Blue Marble Biomaterials
- Company type: Private company
- Founded: 2007
- Headquarters: Missoula, Montana
- Key people: James Stephens CEO & CSO Dr. Frances Gilman Senior Vice President
- Website: www.bluemarblebio.com

= Blue Marble Energy =

Blue Marble Biomaterials (formerly Blue Marble Energy), founded in 2007, is a US-based company which utilizes hybridized bacteria to produce specialty biochemicals and renewable biogas. The company develops and generates these biochemicals using non-virgin cellulose as biomass.
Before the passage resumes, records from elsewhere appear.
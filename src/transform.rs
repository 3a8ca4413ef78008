//! Bijections between unconstrained space and the support of a prior.
//!
//! All transforms act on batches with one parameter vector per row. The
//! forward direction maps unconstrained values `z` to constrained values `x`.

use std::{fmt::Debug, sync::Arc};

use itertools::izip;
use ndarray::{Array1, Array2, ArrayView1, ArrayView2, ArrayViewMut1, Axis, Zip};

use crate::math::{log_sigmoid, logit, sigmoid};

pub trait Bijection: Debug + Send + Sync {
    /// Map unconstrained rows to constrained rows.
    fn forward(&self, z: ArrayView2<f64>) -> Array2<f64>;

    /// Map constrained rows to unconstrained rows.
    fn inverse(&self, x: ArrayView2<f64>) -> Array2<f64>;

    /// `log|dx/dz|` at `z`.
    ///
    /// Elementwise transforms return one value per entry of `z`, transforms
    /// with `event_dim() == 1` return a single column.
    fn log_abs_det_jacobian(&self, z: ArrayView2<f64>) -> Array2<f64>;

    /// Pull a gradient with respect to `x = forward(z)` back to `z`.
    fn pullback(&self, z: ArrayView2<f64>, grad: ArrayView2<f64>) -> Array2<f64>;

    /// Number of trailing axes that form a single event.
    fn event_dim(&self) -> usize {
        0
    }
}

#[derive(Debug, Clone, Copy, Default)]
pub struct IdentityTransform;

impl Bijection for IdentityTransform {
    fn forward(&self, z: ArrayView2<f64>) -> Array2<f64> {
        z.to_owned()
    }

    fn inverse(&self, x: ArrayView2<f64>) -> Array2<f64> {
        x.to_owned()
    }

    fn log_abs_det_jacobian(&self, z: ArrayView2<f64>) -> Array2<f64> {
        Array2::zeros(z.raw_dim())
    }

    fn pullback(&self, _z: ArrayView2<f64>, grad: ArrayView2<f64>) -> Array2<f64> {
        grad.to_owned()
    }
}

/// `x = loc + scale * z`.
///
/// `loc` and `scale` either have one entry per column or a single entry
/// that is shared by all columns.
#[derive(Debug, Clone)]
pub struct AffineTransform {
    loc: Array1<f64>,
    scale: Array1<f64>,
}

impl AffineTransform {
    pub fn new(loc: Array1<f64>, scale: Array1<f64>) -> Self {
        assert_eq!(loc.len(), scale.len(), "loc and scale must have equal length");
        Self { loc, scale }
    }

    pub fn loc(&self) -> ArrayView1<f64> {
        self.loc.view()
    }

    pub fn scale(&self) -> ArrayView1<f64> {
        self.scale.view()
    }
}

impl Bijection for AffineTransform {
    fn forward(&self, z: ArrayView2<f64>) -> Array2<f64> {
        &z * &self.scale + &self.loc
    }

    fn inverse(&self, x: ArrayView2<f64>) -> Array2<f64> {
        (&x - &self.loc) / &self.scale
    }

    fn log_abs_det_jacobian(&self, z: ArrayView2<f64>) -> Array2<f64> {
        Array2::<f64>::zeros(z.raw_dim()) + &self.scale.mapv(|s| s.abs().ln())
    }

    fn pullback(&self, _z: ArrayView2<f64>, grad: ArrayView2<f64>) -> Array2<f64> {
        &grad * &self.scale
    }
}

/// `x = bound + exp(z)` for lower bounds, `x = bound - exp(z)` for upper bounds.
#[derive(Debug, Clone)]
pub struct ExpTransform {
    bound: Array1<f64>,
    sign: f64,
}

impl ExpTransform {
    pub fn lower(bound: Array1<f64>) -> Self {
        Self { bound, sign: 1. }
    }

    pub fn upper(bound: Array1<f64>) -> Self {
        Self { bound, sign: -1. }
    }
}

impl Bijection for ExpTransform {
    fn forward(&self, z: ArrayView2<f64>) -> Array2<f64> {
        z.mapv(f64::exp) * self.sign + &self.bound
    }

    fn inverse(&self, x: ArrayView2<f64>) -> Array2<f64> {
        ((&x - &self.bound) * self.sign).mapv(f64::ln)
    }

    fn log_abs_det_jacobian(&self, z: ArrayView2<f64>) -> Array2<f64> {
        z.to_owned()
    }

    fn pullback(&self, z: ArrayView2<f64>, grad: ArrayView2<f64>) -> Array2<f64> {
        &grad * &z.mapv(f64::exp) * self.sign
    }
}

/// `x = lower + (upper - lower) * sigmoid(z)`.
#[derive(Debug, Clone)]
pub struct SigmoidTransform {
    lower: Array1<f64>,
    upper: Array1<f64>,
}

impl SigmoidTransform {
    pub fn new(lower: Array1<f64>, upper: Array1<f64>) -> Self {
        assert_eq!(lower.len(), upper.len(), "Bounds must have the same length");
        Self { lower, upper }
    }
}

impl Bijection for SigmoidTransform {
    fn forward(&self, z: ArrayView2<f64>) -> Array2<f64> {
        let mut out = Array2::zeros(z.raw_dim());
        Zip::from(&mut out)
            .and(&z)
            .and_broadcast(&self.lower)
            .and_broadcast(&self.upper)
            .for_each(|out, &z, &lower, &upper| {
                *out = lower + (upper - lower) * sigmoid(z);
            });
        out
    }

    fn inverse(&self, x: ArrayView2<f64>) -> Array2<f64> {
        let mut out = Array2::zeros(x.raw_dim());
        Zip::from(&mut out)
            .and(&x)
            .and_broadcast(&self.lower)
            .and_broadcast(&self.upper)
            .for_each(|out, &x, &lower, &upper| {
                *out = logit(x, lower, upper);
            });
        out
    }

    fn log_abs_det_jacobian(&self, z: ArrayView2<f64>) -> Array2<f64> {
        let mut out = Array2::zeros(z.raw_dim());
        Zip::from(&mut out)
            .and(&z)
            .and_broadcast(&self.lower)
            .and_broadcast(&self.upper)
            .for_each(|out, &z, &lower, &upper| {
                *out = (upper - lower).ln() + log_sigmoid(z) + log_sigmoid(-z);
            });
        out
    }

    fn pullback(&self, z: ArrayView2<f64>, grad: ArrayView2<f64>) -> Array2<f64> {
        let mut out = Array2::zeros(z.raw_dim());
        Zip::from(&mut out)
            .and(&z)
            .and(&grad)
            .and_broadcast(&self.lower)
            .and_broadcast(&self.upper)
            .for_each(|out, &z, &grad, &lower, &upper| {
                let s = sigmoid(z);
                *out = grad * (upper - lower) * s * (1. - s);
            });
        out
    }
}

/// Maps `K - 1` unconstrained values to a point on the `K`-simplex.
///
/// This changes the number of columns, so a round trip through
/// `inverse` does not preserve the shape of constrained rows.
#[derive(Debug, Clone, Copy, Default)]
pub struct StickBreakingTransform;

impl StickBreakingTransform {
    /// Log of the offset that centers `z = 0` on the uniform simplex point.
    fn log_offset(i: usize, n: usize) -> f64 {
        ((n - i) as f64).ln()
    }

    fn forward_row(z: ArrayView1<f64>, mut x: ArrayViewMut1<f64>) {
        let n = z.len();
        let mut remaining = 1.;
        for (i, &z) in z.iter().enumerate() {
            let s = sigmoid(z - Self::log_offset(i, n));
            x[i] = s * remaining;
            remaining *= 1. - s;
        }
        x[n] = remaining;
    }
}

impl Bijection for StickBreakingTransform {
    fn forward(&self, z: ArrayView2<f64>) -> Array2<f64> {
        let mut out = Array2::zeros((z.nrows(), z.ncols() + 1));
        izip!(z.axis_iter(Axis(0)), out.axis_iter_mut(Axis(0)))
            .for_each(|(z, x)| Self::forward_row(z, x));
        out
    }

    fn inverse(&self, x: ArrayView2<f64>) -> Array2<f64> {
        let n = x.ncols().saturating_sub(1);
        let mut out = Array2::zeros((x.nrows(), n));
        izip!(x.axis_iter(Axis(0)), out.axis_iter_mut(Axis(0))).for_each(|(x, mut z)| {
            let mut cumsum = 0.;
            for i in 0..n {
                cumsum += x[i];
                let remaining = (1. - cumsum).max(f64::MIN_POSITIVE);
                z[i] = x[i].ln() - remaining.ln() + Self::log_offset(i, n);
            }
        });
        out
    }

    fn log_abs_det_jacobian(&self, z: ArrayView2<f64>) -> Array2<f64> {
        let n = z.ncols();
        let values = z.axis_iter(Axis(0)).map(|z| {
            let mut remaining = 1f64;
            let mut total = 0.;
            for (i, &z) in z.iter().enumerate() {
                let shifted = z - Self::log_offset(i, n);
                total += remaining.ln() + log_sigmoid(shifted) + log_sigmoid(-shifted);
                remaining *= 1. - sigmoid(shifted);
            }
            total
        });
        Array1::from_iter(values).insert_axis(Axis(1))
    }

    fn pullback(&self, z: ArrayView2<f64>, grad: ArrayView2<f64>) -> Array2<f64> {
        let n = z.ncols();
        let mut out = Array2::zeros(z.raw_dim());
        izip!(
            z.axis_iter(Axis(0)),
            grad.axis_iter(Axis(0)),
            out.axis_iter_mut(Axis(0))
        )
        .for_each(|(z, grad, mut out)| {
            let s: Vec<f64> = z
                .iter()
                .enumerate()
                .map(|(i, &z)| sigmoid(z - Self::log_offset(i, n)))
                .collect();
            let mut remaining = Vec::with_capacity(n);
            let mut r = 1.;
            for &s in s.iter() {
                remaining.push(r);
                r *= 1. - s;
            }

            // Reverse pass through `x_i = s_i r_i`, `r_{i+1} = r_i (1 - s_i)`.
            let mut grad_r = grad[n];
            for i in (0..n).rev() {
                let grad_s = (grad[i] - grad_r) * remaining[i];
                grad_r = grad[i] * s[i] + grad_r * (1. - s[i]);
                out[i] = grad_s * s[i] * (1. - s[i]);
            }
        });
        out
    }

    fn event_dim(&self) -> usize {
        1
    }
}

/// Treats the last axis of the inner transform as one event, so that
/// log-determinants are summed over parameter dimensions.
#[derive(Debug)]
pub struct IndependentTransform {
    inner: Box<dyn Bijection>,
}

impl IndependentTransform {
    pub fn new(inner: Box<dyn Bijection>) -> Self {
        Self { inner }
    }
}

impl Bijection for IndependentTransform {
    fn forward(&self, z: ArrayView2<f64>) -> Array2<f64> {
        self.inner.forward(z)
    }

    fn inverse(&self, x: ArrayView2<f64>) -> Array2<f64> {
        self.inner.inverse(x)
    }

    fn log_abs_det_jacobian(&self, z: ArrayView2<f64>) -> Array2<f64> {
        self.inner
            .log_abs_det_jacobian(z)
            .sum_axis(Axis(1))
            .insert_axis(Axis(1))
    }

    fn pullback(&self, z: ArrayView2<f64>, grad: ArrayView2<f64>) -> Array2<f64> {
        self.inner.pullback(z, grad)
    }

    fn event_dim(&self) -> usize {
        self.inner.event_dim() + 1
    }
}

/// Applies `parts` in order in the forward direction.
#[derive(Debug)]
pub struct ComposeTransform {
    parts: Vec<Box<dyn Bijection>>,
}

impl ComposeTransform {
    pub fn new(parts: Vec<Box<dyn Bijection>>) -> Self {
        Self { parts }
    }

    /// Inputs of every part when mapping `z` forward, followed by the final output.
    fn intermediates(&self, z: ArrayView2<f64>) -> Vec<Array2<f64>> {
        let mut values = Vec::with_capacity(self.parts.len() + 1);
        values.push(z.to_owned());
        for part in self.parts.iter() {
            let next = part.forward(values[values.len() - 1].view());
            values.push(next);
        }
        values
    }
}

impl Bijection for ComposeTransform {
    fn forward(&self, z: ArrayView2<f64>) -> Array2<f64> {
        self.parts
            .iter()
            .fold(z.to_owned(), |value, part| part.forward(value.view()))
    }

    fn inverse(&self, x: ArrayView2<f64>) -> Array2<f64> {
        self.parts
            .iter()
            .rev()
            .fold(x.to_owned(), |value, part| part.inverse(value.view()))
    }

    fn log_abs_det_jacobian(&self, z: ArrayView2<f64>) -> Array2<f64> {
        let event_dim = self.event_dim();
        let values = self.intermediates(z);
        let mut total: Option<Array2<f64>> = None;
        for (part, input) in self.parts.iter().zip(values.iter()) {
            let mut term = part.log_abs_det_jacobian(input.view());
            if (event_dim > 0) & (part.event_dim() == 0) {
                term = term.sum_axis(Axis(1)).insert_axis(Axis(1));
            }
            total = Some(match total {
                None => term,
                Some(total) => total + term,
            });
        }
        total.unwrap_or_else(|| {
            if event_dim > 0 {
                Array2::zeros((z.nrows(), 1))
            } else {
                Array2::zeros(z.raw_dim())
            }
        })
    }

    fn pullback(&self, z: ArrayView2<f64>, grad: ArrayView2<f64>) -> Array2<f64> {
        let values = self.intermediates(z);
        self.parts
            .iter()
            .zip(values[..self.parts.len()].iter())
            .rev()
            .fold(grad.to_owned(), |grad, (part, input)| {
                part.pullback(input.view(), grad.view())
            })
    }

    fn event_dim(&self) -> usize {
        self.parts.iter().map(|part| part.event_dim()).max().unwrap_or(0)
    }
}

/// Shared, immutable transform for parameter vectors.
///
/// The wrapped bijection always has an event dimension of at least one, so
/// [`ParameterTransform::log_abs_det_jacobian`] returns one value per row.
#[derive(Debug, Clone)]
pub struct ParameterTransform {
    inner: Arc<dyn Bijection>,
}

impl ParameterTransform {
    /// Wrap `bijection`, reinterpreting its last axis as an event if needed.
    pub fn new(bijection: Box<dyn Bijection>) -> Self {
        let inner: Arc<dyn Bijection> = if bijection.event_dim() == 0 {
            Arc::new(IndependentTransform::new(bijection))
        } else {
            Arc::from(bijection)
        };
        Self { inner }
    }

    pub fn identity() -> Self {
        Self::new(Box::new(IdentityTransform))
    }

    /// Unconstrained to constrained.
    pub fn forward(&self, z: ArrayView2<f64>) -> Array2<f64> {
        self.inner.forward(z)
    }

    /// Constrained to unconstrained.
    pub fn inverse(&self, x: ArrayView2<f64>) -> Array2<f64> {
        self.inner.inverse(x)
    }

    pub fn log_abs_det_jacobian(&self, z: ArrayView2<f64>) -> Array1<f64> {
        self.inner.log_abs_det_jacobian(z).sum_axis(Axis(1))
    }

    pub fn pullback(&self, z: ArrayView2<f64>, grad: ArrayView2<f64>) -> Array2<f64> {
        self.inner.pullback(z, grad)
    }

    pub fn bijection(&self) -> &dyn Bijection {
        self.inner.as_ref()
    }
}

impl Default for ParameterTransform {
    fn default() -> Self {
        Self::identity()
    }
}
Blue Marble Biomaterials is a wholly owned subsidiary of Blue Marble Energy. Blue Marble has publicly announced that they are working with several large national and multi-national partners, including Welch's and Firmenich.
Socati Corp., a leading processor of hemp extract with remediated THC, announced on May 15, 2019 that it has acquired Blue Marble Biomaterials, a manufacturer of natural and sustainable specialty compounds for the global food, fragrance and cosmetic sectors. The acquisition marks a major milestone in Socati’s capability to meet the rapidly growing demand for high-quality, hemp-derived ingredients, including CBD and other cannabinoids.

==Facilities==
In 2011, Blue Marble Energy opened their new Small Commercial Biorefinery located in Missoula, Montana. Missoula was chosen in part due to its rail transportation corridor, readily available green-collar workforce, and proximity to the University of Montana.. Blue Marble opened their Large Commercial Biorefinery in September 2013 with a capacity of 1,000 metric tons (input) and 10,000 to 15,000 kg (final product output) per month.

==Technology==
Blue Marble’s patented conversion system, Acid, Gas, and Ammonia Targeted Extraction (AGATE), uses non-genetically modified bacteria. It can process a wide variety of organic biomass feedstocks. A single fermentation contains multiple strains of bacteria which specialize in the breakdown of different feedstocks. The resulting consortia of different bacteria "perform well in high nitrogen environments and can withstand shocks to the system (such as changes in pH, temperature, and feedstock). This allows AGATE to process nearly any organic biomass: food waste, yard waste, spent brewery grain, algae, milfoil, corn silage, etc. AGATE can handle both fresh and wet feedstock, and can be adjusted to meet changing economic opportunities and market needs." Through anaerobic digestion and fermentation, the AGATE platform manipulates microbial environments to produce esters, amides, anhydrous ammonia, and rich biogas.

===Algae Harvesting===
In the past, Blue Marble Energy participated in aquatic remediation efforts for the Puget Sound and other waterways around Seattle in an effort to repair damaged ocean ecology damaged by harmful algae blooms and invasive species. This water cleanup may be extended to sewage treatment plants and mine sites in the future.

==In the media==
- Blue Marble Energy was recognized as one of the 100 Hottest Companies in Bioenergy for 2009 by Biofuels Digest.